Après l’attaque iranienne, le sud du Liban frémit
Un drone du Hezbollah s’est abattu dans le nord d’Israël, faisant des blessés. La veille, un chef de la milice chiite avait été assassiné par les Israéliens. Des prémices d’embrasement?
XL’engin était de fabrication iranienne. Plus moderne et plus performant que ceux qui ont été lancés en Israël ce week-end, le drone kamikaze a réussi à contourner le système de défense et à s’abattre dans le nord d’Israël sans que retentisse la moindre sirène d’alarme. Au moins 18 Israéliens ont été blessés, des civils selon les sources israéliennes, des militaires au contraire, à en croire le Hezbollah libanais, qui a revendiqué l’attaque.
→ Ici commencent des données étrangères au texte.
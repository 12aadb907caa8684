//! Error types for kinflash-core
//!
//! This module provides a no_std compatible error type. Every driver
//! operation reports failure through it; nothing in the crate panics on a
//! flash failure. Callers that only care about pass/fail can collapse any
//! result into a [`Status`].

use core::fmt;

/// Core error type - no_std compatible, Copy for efficiency
#[derive(Debug, Clone, Copy, PartialEq, Eq)]
pub enum Error {
    // Parameter errors (detected before touching hardware)
    /// Address or size does not satisfy the operation's alignment
    InvalidAlignment,
    /// Address range lies outside program flash
    AddressOutOfBounds,
    /// Address range overlaps a region the driver refuses to modify
    ReservedRegion,
    /// Size is zero or not a multiple of the operation's unit
    InvalidSize,
    /// Operation or size is not supported by this controller
    Unsupported,

    // Controller errors
    /// A command was already in flight when a new one was requested
    Busy,
    /// The controller flagged ACCERR (illegal command or parameters)
    AccessError {
        /// Target address of the failed command
        addr: u32,
    },
    /// The controller flagged FPVIOL (protected region)
    ProtectionViolation {
        /// Target address of the failed command
        addr: u32,
    },
    /// The command completed with MGSTAT0 set (program/erase verify failure)
    CommandFailed {
        /// Target address of the failed command
        addr: u32,
    },
    /// The controller did not signal completion within the poll ceiling
    Timeout {
        /// Target address of the command that timed out
        addr: u32,
    },
    /// FlexRAM is not available as RAM for staging section data
    FlexRamNotReady,

    // Once-record errors
    /// The once-record already holds data
    RecordLocked,
    /// The once-record has never been programmed
    RecordBlank,
    /// The once-record holds data that is not a recognised record
    InvalidRecord,
}

impl Error {
    /// Collapse this error into the coarse OK/FAIL view
    pub fn status(&self) -> Status {
        Status::Fail
    }

    /// Returns true if the error was raised by parameter validation,
    /// i.e. before any register was written
    pub fn is_validation(&self) -> bool {
        matches!(
            self,
            Self::InvalidAlignment
                | Self::AddressOutOfBounds
                | Self::ReservedRegion
                | Self::InvalidSize
                | Self::Unsupported
        )
    }

    /// Address of the command that failed, if the controller reported one
    pub fn failed_address(&self) -> Option<u32> {
        match *self {
            Self::AccessError { addr }
            | Self::ProtectionViolation { addr }
            | Self::CommandFailed { addr }
            | Self::Timeout { addr } => Some(addr),
            _ => None,
        }
    }
}

impl fmt::Display for Error {
    fn fmt(&self, f: &mut fmt::Formatter<'_>) -> fmt::Result {
        match self {
            Self::InvalidAlignment => write!(f, "invalid alignment"),
            Self::AddressOutOfBounds => write!(f, "address out of bounds"),
            Self::ReservedRegion => write!(f, "address range is reserved"),
            Self::InvalidSize => write!(f, "invalid size"),
            Self::Unsupported => write!(f, "operation not supported by the flash controller"),
            Self::Busy => write!(f, "flash controller busy"),
            Self::AccessError { addr } => {
                write!(f, "flash access error at address 0x{:08X}", addr)
            }
            Self::ProtectionViolation { addr } => {
                write!(f, "flash protection violation at address 0x{:08X}", addr)
            }
            Self::CommandFailed { addr } => {
                write!(f, "flash command failed at address 0x{:08X}", addr)
            }
            Self::Timeout { addr } => {
                write!(f, "flash command timed out at address 0x{:08X}", addr)
            }
            Self::FlexRamNotReady => write!(f, "FlexRAM is not available as RAM"),
            Self::RecordLocked => write!(f, "once-record is already programmed"),
            Self::RecordBlank => write!(f, "once-record is blank"),
            Self::InvalidRecord => write!(f, "once-record contents are not recognised"),
        }
    }
}

#[cfg(feature = "std")]
impl std::error::Error for Error {}

/// Result type alias using the core Error type
pub type Result<T> = core::result::Result<T, Error>;

/// Coarse two-valued outcome of a flash operation
#[derive(Debug, Clone, Copy, PartialEq, Eq)]
pub enum Status {
    /// The operation completed without error
    Ok,
    /// The operation failed for any reason
    Fail,
}

impl Status {
    /// Returns true for [`Status::Ok`]
    pub fn is_ok(self) -> bool {
        self == Self::Ok
    }

    /// Numeric code (0 = OK, 1 = FAIL)
    pub fn code(self) -> u8 {
        match self {
            Self::Ok => 0,
            Self::Fail => 1,
        }
    }
}

impl<T> From<&Result<T>> for Status {
    fn from(result: &Result<T>) -> Self {
        match result {
            Ok(_) => Self::Ok,
            Err(e) => e.status(),
        }
    }
}

impl<T> From<Result<T>> for Status {
    fn from(result: Result<T>) -> Self {
        Self::from(&result)
    }
}

impl fmt::Display for Status {
    fn fmt(&self, f: &mut fmt::Formatter<'_>) -> fmt::Result {
        match self {
            Self::Ok => write!(f, "OK"),
            Self::Fail => write!(f, "FAIL"),
        }
    }
}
Alors que le gouvernement israélien met la dernière main à ce qui semble être une riposte imminente après l’attaque iranienne, le «front nord», comme l’appellent les Israéliens, menace-t-il à son tour de s’embraser? Mardi, un chef local du Hezbollah, Ismail Yosef Baz, était assassiné par un drone israélien. Mais les violences ont été pratiquement quotidiennes depuis octobre dernier. Côté libanais, quelque 320 membres du Hezbollah et d’autres groupes combattants ont été tués, mais aussi près de 70 civils. Côté israélien, dix soldats et huit civils ont été tués, tandis que quelque 80 000 Israéliens ont déserté la région.
«De nouvelles frappes ciblées israéliennes sont sans doute à craindre, même à Beyrouth»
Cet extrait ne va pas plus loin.